The social regime in Bangladesh today is neoliberal, suicidal—that is, fatally alienated from what makes a nation thrive. These perpetrators of a neocolonial order in the country are, however, totally bereft of even a minimal commitment to humanitarian or, for that matter, national values.

Elementary and fundamental education must be based on a national language basis, to be followed by technical and professional education at an intermediate level. Only then will higher education bear fruit—if providence permits.

Colonial policies towards the non-extension of primary education (a minimum of 12 years of schooling) prevented the formation of a literate workforce in Bengal and elsewhere in South Asia. To this day, the concentration of the labour force in the service sector—but not in agriculture or industry—has proved the Achilles' heel of South Asian economies. Historians frequently argue that these factors provide a different perspective on South Korea or Taiwan.

TDS: With the nation awaiting general elections in the hope of restoring a normal political process, what steps are essential to foster the emergence of a functioning democratic culture—both within state institutions and throughout society—in the post-election period?

SK: As you sow, so you reap! The late fascist regime thrived on pentennial rigged elections and unlawful murders, and the interim regime is now prevaricating for a non-elected second chamber. It is certainly not going to break the spell of fascism, but merely transition into another.

The proportional representation they are pushing will, at best, be a form of basic democracy. People will lose their right to vote for a candidate. A dual system of voting will destroy whatever remains of the people's rights. I don't know who it is that empowered this interim administration to propose robbing our people of their fundamental right to directly elect their own representatives.

Isn't this cynicism also manifest in the provision for setting aside one-third of the chamber deputies for the president to nominate? Will this not open the floodgates of legislative autocracy? Colonial memories, indeed, die hard.

Military coups d'état in former days used to abrogate incumbent constitutions, and late fascist regimes used to hollow them out from within. And now, lo and behold, the transition team is planning a virtual constitutional coup d'état. They are pushing for a practically unelected second chamber. It will not change a hair, but merely allocate chairs to their selections—and will, no doubt, bring forth another disaster before long. They are openly offering viceregal and gubernatorial general jurisdiction to a nominal president in nominating a third of the upper chamber deputies.

The oligarchy formed by a regime of primitive accumulation will not stop anywhere, it seems, before throwing the nation to the wolves.

If a second chamber is a must, why not follow the US example? Why not form a second chamber of 128 deputies by equal representation from all of our 64 districts, gentlemen? That would address the problem of unequal regional development, including that of the Hill districts.

I cannot see how we are going to establish a functioning democratic system in the absence of directly elected representatives for both lower and upper chambers.

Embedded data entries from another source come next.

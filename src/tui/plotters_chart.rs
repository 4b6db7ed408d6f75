//! Spectrum chart for the TUI, drawn with Plotters into the Ratatui buffer.
//!
//! Counts are drawn as a mid-step trace (the same path as the SVG overlay) and
//! the fitted model as a line over the display grid.

use plotters::prelude::*;
use plotters_ratatui_backend::widget_fn;
use ratatui::{
    buffer::Buffer,
    layout::Rect,
    style::{Color, Style},
    widgets::Widget,
};

use crate::domain::CurveGrid;
use crate::plot::ascii::pad_range;
use crate::plot::step_points;

/// Smallest area in which the chart is attempted.
const MIN_WIDTH: u16 = 20;
const MIN_HEIGHT: u16 = 8;

/// Plot-ready series and axis bounds for one fit.
#[derive(Debug, Clone, PartialEq)]
pub struct SpectrumSeries {
    /// Steps-mid vertices of the measured counts.
    pub steps: Vec<(f64, f64)>,
    /// Fitted model over the display grid.
    pub fit: Vec<(f64, f64)>,
    pub x_bounds: [f64; 2],
    pub y_bounds: [f64; 2],
}

impl SpectrumSeries {
    pub fn new(data: &CurveGrid, curve: &CurveGrid) -> Self {
        let steps = step_points(data);
        let fit: Vec<(f64, f64)> = curve
            .x
            .iter()
            .zip(&curve.y)
            .filter(|(x, y)| x.is_finite() && y.is_finite())
            .map(|(&x, &y)| (x, y))
            .collect();

        let x_bounds = match bounds(steps.iter().chain(&fit).map(|p| p.0)) {
            Some((lo, hi)) if hi > lo => [lo, hi],
            Some((lo, _)) => [lo - 1.0, lo + 1.0],
            None => [0.0, 1.0],
        };
        let (y_lo, y_hi) = bounds(steps.iter().chain(&fit).map(|p| p.1)).unwrap_or((0.0, 1.0));
        let (y_lo, y_hi) = pad_range(y_lo, y_hi, 0.05);

        Self {
            steps,
            fit,
            x_bounds,
            y_bounds: [y_lo, y_hi],
        }
    }
}

fn bounds(values: impl Iterator<Item = f64>) -> Option<(f64, f64)> {
    values.fold(None, |acc, v| match acc {
        None => Some((v, v)),
        Some((lo, hi)) => Some((lo.min(v), hi.max(v))),
    })
}

/// Render-only widget over a prepared [`SpectrumSeries`].
pub struct SpectrumChart<'a> {
    pub series: &'a SpectrumSeries,
    pub x_label: &'a str,
    pub y_label: &'a str,
    pub fmt_tick: fn(f64) -> String,
}

impl Widget for SpectrumChart<'_> {
    fn render(self, area: Rect, buf: &mut Buffer) {
        if area.width < MIN_WIDTH || area.height < MIN_HEIGHT {
            buf.set_string(
                area.x,
                area.y,
                "Chart area too small (resize terminal).",
                Style::default().fg(Color::Yellow),
            );
            return;
        }

        let [x0, x1] = self.series.x_bounds;
        let [y0, y1] = self.series.y_bounds;
        let series = self.series;
        let fmt = self.fmt_tick;

        let widget = widget_fn(move |root| {
            let mut chart = ChartBuilder::on(&root)
                .margin(1)
                .set_label_area_size(LabelAreaPosition::Left, 6)
                .set_label_area_size(LabelAreaPosition::Bottom, 3)
                .build_cartesian_2d(x0..x1, y0..y1)?;

            chart
                .configure_mesh()
                .disable_mesh()
                .x_desc(self.x_label)
                .y_desc(self.y_label)
                .x_labels(5)
                .y_labels(5)
                .x_label_formatter(&|v| fmt(*v))
                .y_label_formatter(&|v| fmt(*v))
                .label_style(("sans-serif", 10).into_font().color(&WHITE))
                .axis_style(&WHITE)
                .draw()?;

            chart.draw_series(LineSeries::new(series.steps.iter().copied(), &CYAN))?;
            chart.draw_series(LineSeries::new(series.fit.iter().copied(), &RED))?;
            Ok(())
        });

        widget.render(area, buf);
    }
}

#[cfg(test)]
mod tests {
    use super::*;

    #[test]
    fn series_trace_counts_as_steps() {
        let data = CurveGrid {
            x: vec![0.0, 10.0, 20.0],
            y: vec![5.0, 9.0, 6.0],
        };
        let curve = CurveGrid {
            x: vec![0.0, 20.0],
            y: vec![5.0, 6.0],
        };
        let s = SpectrumSeries::new(&data, &curve);

        assert_eq!(
            s.steps,
            vec![(0.0, 5.0), (5.0, 5.0), (5.0, 9.0), (15.0, 9.0), (15.0, 6.0), (20.0, 6.0)]
        );
        assert_eq!(s.x_bounds, [0.0, 20.0]);
        assert!(s.y_bounds[0] < 5.0 && s.y_bounds[1] > 9.0);
    }

    #[test]
    fn single_point_gets_a_usable_range() {
        let one = CurveGrid {
            x: vec![3.0],
            y: vec![1.0],
        };
        let s = SpectrumSeries::new(&one, &one);
        assert!(s.x_bounds[1] > s.x_bounds[0]);
        assert!(s.y_bounds[1] > s.y_bounds[0]);
    }
}
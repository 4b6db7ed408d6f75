//! Measurement file ingest.
//!
//! The file layout is fixed:
//!
//! - lines 1–2: metadata (skipped)
//! - line 3: column header (skipped)
//! - remaining lines: whitespace-separated columns; a line is usable only if it
//!   has at least [`MIN_FIELDS`] tokens
//!
//! From each usable line we take token 0 (retardation offset, V), token 3
//! (counts) and token 5 (raw frequency, MHz).
//!
//! Short lines are dropped and counted; a usable line whose required tokens are
//! not numbers rejects the whole file.

use std::fs;
use std::path::Path;

use crate::domain::{MeasurementRecord, MeasurementRow};
use crate::error::HfsError;

/// Lines before the first data line (two metadata lines + header).
pub const SKIP_LINES: usize = 3;
/// Minimum number of whitespace-separated fields for a usable line.
pub const MIN_FIELDS: usize = 7;
/// Minimum number of usable rows for a file to be accepted.
pub const MIN_ROWS: usize = 4;

const OFFSET_FIELD: usize = 0;
const COUNTS_FIELD: usize = 3;
const FREQUENCY_FIELD: usize = 5;

/// Read and parse a measurement file.
pub fn load_records(path: &Path) -> Result<MeasurementRecord, HfsError> {
    let content = fs::read_to_string(path).map_err(|e| {
        HfsError::DataFormat(format!("failed to read '{}': {e}", path.display()))
    })?;
    let record = parse_records(&content)?;
    log::info!(
        "loaded {} rows from '{}' ({} dropped)",
        record.len(),
        path.display(),
        record.rows_dropped
    );
    Ok(record)
}

/// Parse measurement file content.
pub fn parse_records(content: &str) -> Result<MeasurementRecord, HfsError> {
    let mut rows = Vec::new();
    let mut lines_read = 0usize;
    let mut rows_dropped = 0usize;

    for (idx, line) in content.lines().enumerate().skip(SKIP_LINES) {
        let line_no = idx + 1;
        lines_read += 1;

        let fields: Vec<&str> = line.split_whitespace().collect();
        if fields.len() < MIN_FIELDS {
            rows_dropped += 1;
            continue;
        }

        rows.push(MeasurementRow {
            retardation_offset: parse_field(&fields, OFFSET_FIELD, "retardation offset", line_no)?,
            counts: parse_field(&fields, COUNTS_FIELD, "counts", line_no)?,
            raw_frequency: parse_field(&fields, FREQUENCY_FIELD, "frequency", line_no)?,
        });
    }

    if rows_dropped > 0 {
        log::warn!("dropped {rows_dropped} line(s) with fewer than {MIN_FIELDS} fields");
    }

    if rows.len() < MIN_ROWS {
        return Err(HfsError::DataFormat(format!(
            "only {} usable data row(s) (need at least {MIN_ROWS} lines with {MIN_FIELDS}+ fields after the {SKIP_LINES} header lines)",
            rows.len()
        )));
    }

    Ok(MeasurementRecord {
        rows,
        lines_read,
        rows_dropped,
    })
}

fn parse_field(fields: &[&str], idx: usize, name: &str, line_no: usize) -> Result<f64, HfsError> {
    let raw = fields[idx];
    match raw.parse::<f64>() {
        Ok(v) if v.is_finite() => Ok(v),
        _ => Err(HfsError::DataFormat(format!(
            "line {line_no}: could not convert {name} (field {idx}) '{raw}' to float"
        ))),
    }
}
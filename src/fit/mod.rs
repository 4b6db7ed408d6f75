//! Fitting: engine capability, Levenberg–Marquardt, and orchestration.

pub mod engine;
pub mod lm;
pub mod orchestrator;

pub use engine::{FitEngine, FitOutcome};
pub use lm::LevenbergMarquardt;
pub use orchestrator::{FitResult, run_fit};
#[cfg(test)]
mod tests {
    use super::*;
    use crate::cli::{Cli, Command};
    use crate::data::{SimulateConfig, simulate, write_measurement_file};
    use crate::params::{DEFAULT_PARAMS, parse_parameters};
    use clap::Parser;

    fn tui_args(extra: &[&str]) -> TuiArgs {
        let mut argv = vec!["hfs", "tui"];
        argv.extend_from_slice(extra);
        match Cli::try_parse_from(argv).unwrap().command {
            Command::Tui(args) => args,
            other => panic!("expected tui, got {other:?}"),
        }
    }

    fn type_text(app: &mut App, text: &str) {
        for c in text.chars() {
            app.handle_key(KeyCode::Char(c));
        }
    }

    /// Replace the selected field's value through the edit keys.
    fn edit_selected(app: &mut App, text: &str) {
        app.handle_key(KeyCode::Enter);
        let len = app.editing.as_ref().map(|b| b.chars().count()).unwrap_or(0);
        for _ in 0..len {
            app.handle_key(KeyCode::Backspace);
        }
        type_text(app, text);
        app.handle_key(KeyCode::Enter);
    }

    fn select(app: &mut App, field: usize) {
        for _ in 0..FIELD_COUNT {
            app.handle_key(KeyCode::Up);
        }
        for _ in 0..field {
            app.handle_key(KeyCode::Down);
        }
    }

    fn simulated_file(name: &str) -> PathBuf {
        let params = parse_parameters(DEFAULT_PARAMS).unwrap();
        let constants = ConstantInputs::default().parse().unwrap();
        let cfg = SimulateConfig {
            points: 60,
            noise: false,
            ..SimulateConfig::default()
        };
        let sim = simulate(&params, &constants, &cfg).unwrap();
        let path = std::env::temp_dir().join(name);
        write_measurement_file(&path, &sim, &constants).unwrap();
        path
    }

    #[test]
    fn editing_voltage_keeps_text_until_fit() {
        let mut app = App::new(&tui_args(&[]), Vec::new());
        select(&mut app, FIELD_VOLTAGE);
        edit_selected(&mut app, "abc");
        assert_eq!(app.constants.applied_voltage, "abc");
        assert!(app.editing.is_none());
    }

    #[test]
    fn escape_cancels_an_edit() {
        let mut app = App::new(&tui_args(&[]), Vec::new());
        select(&mut app, FIELD_FREQ_OFFSET);
        let before = app.constants.freq_offset.clone();
        app.handle_key(KeyCode::Enter);
        type_text(&mut app, "999");
        app.handle_key(KeyCode::Esc);
        assert_eq!(app.constants.freq_offset, before);
        assert!(!app.handle_key(KeyCode::Down));
    }

    #[test]
    fn mode_toggles_between_co_and_anti() {
        let mut app = App::new(&tui_args(&["--mode", "co"]), Vec::new());
        select(&mut app, FIELD_MODE);
        app.handle_key(KeyCode::Enter);
        assert_eq!(app.constants.beam_mode, "anti");
        app.handle_key(KeyCode::Right);
        assert_eq!(app.constants.beam_mode, "co");
    }

    #[test]
    fn files_cycle_in_both_directions() {
        let files = vec![PathBuf::from("a.dat"), PathBuf::from("b.dat"), PathBuf::from("c.dat")];
        let mut app = App::new(&tui_args(&[]), files);
        assert_eq!(app.data_path, Some(PathBuf::from("a.dat")));
        app.handle_key(KeyCode::Left);
        assert_eq!(app.data_path, Some(PathBuf::from("c.dat")));
        app.handle_key(KeyCode::Right);
        app.handle_key(KeyCode::Right);
        assert_eq!(app.data_path, Some(PathBuf::from("b.dat")));
    }

    #[test]
    fn fit_without_file_reports_in_status() {
        let mut app = App::new(&tui_args(&[]), Vec::new());
        app.handle_key(KeyCode::Char('f'));
        assert!(app.run.is_none());
        assert!(app.status.contains("no data file"), "{}", app.status);
    }

    #[test]
    fn failed_fit_keeps_previous_run() {
        let path = simulated_file("beam_hfs_tui_scan.dat");
        let file = path.display().to_string();
        let mut app = App::new(&tui_args(&["-f", &file, "--mode", "co", "--voltage", "19.9195"]), Vec::new());

        app.handle_key(KeyCode::Char('f'));
        let first_chisqr = app.run.as_ref().map(|r| r.fit.statistics.chisqr);
        assert!(first_chisqr.is_some(), "{}", app.status);

        select(&mut app, FIELD_VOLTAGE);
        edit_selected(&mut app, "abc");
        app.handle_key(KeyCode::Char('f'));

        assert_eq!(app.run.as_ref().map(|r| r.fit.statistics.chisqr), first_chisqr);
        assert_eq!(app.chart_title(), "Fit: beam_hfs_tui_scan.dat (co)");
        assert!(app.status.contains("Invalid numerical input"), "{}", app.status);

        let _ = std::fs::remove_file(path);
    }

    #[test]
    fn quit_keys() {
        let mut app = App::new(&tui_args(&[]), Vec::new());
        assert_eq!(app.chart_title(), "Spectrum");
        assert!(app.handle_key(KeyCode::Char('q')));
    }
}
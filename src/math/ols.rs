//! Dense least squares helpers.
//!
//! The Levenberg–Marquardt step is posed as an augmented least-squares problem
//!
//! ```text
//! minimize ‖ [J; sqrt(λ)·D] δ − [r; 0] ‖²
//! ```
//!
//! which is tall (more rows than columns), so we solve it with SVD.
//! (Nalgebra's `QR::solve` is intended for square systems and will panic for
//! non-square matrices.)

use nalgebra::{DMatrix, DVector};

/// Solve a least squares problem using SVD.
///
/// Returns `None` if the system is too ill-conditioned to solve robustly.
pub fn solve_least_squares(x: &DMatrix<f64>, y: &DVector<f64>) -> Option<DVector<f64>> {
    let svd = x.clone().svd(true, true);

    // Try progressively looser tolerances if strict solve fails.
    for &tol in &[1e-10, 1e-8, 1e-6] {
        if let Ok(beta) = svd.solve(y, tol) {
            if beta.iter().all(|v| v.is_finite()) {
                return Some(beta);
            }
        }
    }

    None
}

/// Moore–Penrose pseudo-inverse of a symmetric matrix (e.g. `JᵀJ`).
///
/// Singular values below `rel_tol · σ_max` are treated as zero.
pub fn pseudo_inverse(m: &DMatrix<f64>, rel_tol: f64) -> Option<DMatrix<f64>> {
    let svd = m.clone().svd(true, true);
    let smax = svd.singular_values.iter().cloned().fold(0.0_f64, f64::max);
    if !smax.is_finite() {
        return None;
    }
    let inv = svd.pseudo_inverse(rel_tol * smax.max(f64::MIN_POSITIVE)).ok()?;
    inv.iter().all(|v| v.is_finite()).then_some(inv)
}

/// Number of singular values above `rel_tol · σ_max`.
pub fn numerical_rank(m: &DMatrix<f64>, rel_tol: f64) -> usize {
    let sv = m.clone().singular_values();
    let smax = sv.iter().cloned().fold(0.0_f64, f64::max);
    if smax <= 0.0 {
        return 0;
    }
    sv.iter().filter(|s| **s > rel_tol * smax).count()
}

#[cfg(test)]
mod tests {
    use super::*;

    #[test]
    fn least_squares_solves_simple_system() {
        // Fit y = 2 + 3x on x = [0,1,2]
        let x = DMatrix::from_row_slice(3, 2, &[1.0, 0.0, 1.0, 1.0, 1.0, 2.0]);
        let y = DVector::from_row_slice(&[2.0, 5.0, 8.0]);

        let beta = solve_least_squares(&x, &y).unwrap();
        assert!((beta[0] - 2.0).abs() < 1e-10);
        assert!((beta[1] - 3.0).abs() < 1e-10);
    }

    #[test]
    fn pseudo_inverse_of_diagonal() {
        let m = DMatrix::from_row_slice(2, 2, &[4.0, 0.0, 0.0, 0.5]);
        let inv = pseudo_inverse(&m, 1e-12).unwrap();
        assert!((inv[(0, 0)] - 0.25).abs() < 1e-12);
        assert!((inv[(1, 1)] - 2.0).abs() < 1e-12);
    }

    #[test]
    fn pseudo_inverse_drops_null_direction() {
        let m = DMatrix::from_row_slice(2, 2, &[1.0, 1.0, 1.0, 1.0]);
        let inv = pseudo_inverse(&m, 1e-12).unwrap();
        // pinv of [[1,1],[1,1]] is [[1/4,1/4],[1/4,1/4]].
        for v in inv.iter() {
            assert!((v - 0.25).abs() < 1e-12);
        }
        assert_eq!(numerical_rank(&m, 1e-12), 1);
    }
}
//! Data/fit overlays: terminal ASCII and SVG.

pub mod ascii;
pub mod svg;

pub use ascii::*;
pub use svg::*;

The problem of a functioning democratic system in Bangladesh does not lie in whether we adopt a presidential or a premier-led form of government. It lies in the equitable distribution of not only political but also economic resources. There will be no peace without health.

What do our lived experiences with presidential and premier-led systems in the recent past show? We have seen both leading to autocracy and, ultimately, fascism—haven't we? The incumbent neoliberal regime's prevarication game with electoral reform—by building a consensus without electing a constituent assembly—is a sham and is going to be disastrous. Has it not already become manifest in the myriad reform commission reports produced by the regime? I am afraid their fate will be no different from those of the numerous task force reports of 1991. Only a providence, perhaps, can save us from the sharks.

The interview was taken by Priyam Paul.